Task to carry out =>
Every line of the records that contains the string "Deserialize" counts once; give the total and nothing else.

(Stored data entries)
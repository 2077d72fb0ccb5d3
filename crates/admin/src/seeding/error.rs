//! Errors raised by the seeding pipeline itself.

use thiserror::Error;

/// Errors that can occur while planning or synthesizing orders.
///
/// Remote failures are not errors at this level: they are recorded as
/// [`SubmissionOutcome`](super::SubmissionOutcome)s in the report.
#[derive(Debug, Clone, PartialEq, Eq, Error)]
pub enum SeedError {
    /// The run request is malformed (non-positive count, zero batch size).
    #[error("Invalid request: {0}")]
    InvalidRequest(String),

    /// The reference pools cannot produce a valid order.
    #[error("Insufficient reference data: {0}")]
    InsufficientReferenceData(String),
}
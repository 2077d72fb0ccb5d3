//! Order-creation request value objects.
//!
//! An [`OrderRequest`] is built once per submission attempt and never
//! mutated afterwards: fields are private and only exposed through getters.

use serde::{Deserialize, Serialize};

use super::id::{CustomerId, ProductId, VariantId};
use super::price::{CurrencyCode, Price};
use super::status::{FinancialStatus, TransactionKind, TransactionStatus};

/// A single line of an order-creation request.
#[derive(Debug, Clone, PartialEq, Eq, Serialize, Deserialize)]
pub struct LineItem {
    /// Product the variant belongs to.
    pub product_id: ProductId,
    /// Variant being ordered.
    pub variant_id: VariantId,
    /// Variant SKU.
    pub sku: Option<String>,
    /// Product vendor.
    pub vendor: Option<String>,
    /// Number of units, always at least 1.
    pub quantity: u32,
    /// Price of one unit.
    pub unit_price: Price,
}

/// A transaction attached to an order-creation request.
#[derive(Debug, Clone, Copy, PartialEq, Eq, Serialize, Deserialize)]
pub struct Transaction {
    /// Transaction kind.
    pub kind: TransactionKind,
    /// Transaction status.
    pub status: TransactionStatus,
    /// Transaction amount.
    pub amount: Price,
}

/// An immutable order-creation request.
#[derive(Debug, Clone, PartialEq, Eq, Serialize, Deserialize)]
pub struct OrderRequest {
    currency: CurrencyCode,
    line_items: Vec<LineItem>,
    customer: CustomerId,
    financial_status: FinancialStatus,
    transactions: Vec<Transaction>,
}

impl OrderRequest {
    /// Create a new order request.
    #[must_use]
    pub const fn new(
        currency: CurrencyCode,
        line_items: Vec<LineItem>,
        customer: CustomerId,
        financial_status: FinancialStatus,
        transactions: Vec<Transaction>,
    ) -> Self {
        Self {
            currency,
            line_items,
            customer,
            financial_status,
            transactions,
        }
    }

    /// Presentment currency.
    #[must_use]
    pub const fn currency(&self) -> CurrencyCode {
        self.currency
    }

    /// Line items in order.
    #[must_use]
    pub fn line_items(&self) -> &[LineItem] {
        &self.line_items
    }

    /// Customer the order is associated with.
    #[must_use]
    pub const fn customer(&self) -> &CustomerId {
        &self.customer
    }

    /// Financial status tag.
    #[must_use]
    pub const fn financial_status(&self) -> FinancialStatus {
        self.financial_status
    }

    /// Attached transactions.
    #[must_use]
    pub fn transactions(&self) -> &[Transaction] {
        &self.transactions
    }

    /// Total number of units across all line items.
    #[must_use]
    pub fn total_quantity(&self) -> u32 {
        self.line_items.iter().map(|item| item.quantity).sum()
    }
}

Solution =>
4